GIVEN DATA:
= = = = = = =

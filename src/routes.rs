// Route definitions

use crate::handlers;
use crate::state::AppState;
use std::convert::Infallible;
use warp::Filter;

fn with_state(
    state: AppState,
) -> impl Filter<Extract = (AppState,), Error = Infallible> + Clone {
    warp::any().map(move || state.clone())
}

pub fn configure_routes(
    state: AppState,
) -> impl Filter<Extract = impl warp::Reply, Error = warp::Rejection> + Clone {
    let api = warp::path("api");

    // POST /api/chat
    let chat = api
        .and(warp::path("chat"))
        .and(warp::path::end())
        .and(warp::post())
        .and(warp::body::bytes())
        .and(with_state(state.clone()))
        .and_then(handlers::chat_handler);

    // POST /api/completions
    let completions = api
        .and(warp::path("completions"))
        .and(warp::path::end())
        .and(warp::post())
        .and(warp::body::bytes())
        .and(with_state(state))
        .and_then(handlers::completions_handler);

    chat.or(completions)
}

= = = = = = =

PROBLEM TO WORK ON: Go through the entries above and report each line with the string "Error" in it.

ANSWER AREA:
) -> impl Filter<Extract = (AppState,), Error = Infallible> + Clone {
) -> impl Filter<Extract = impl warp::Reply, Error = warp::Rejection> + Clone {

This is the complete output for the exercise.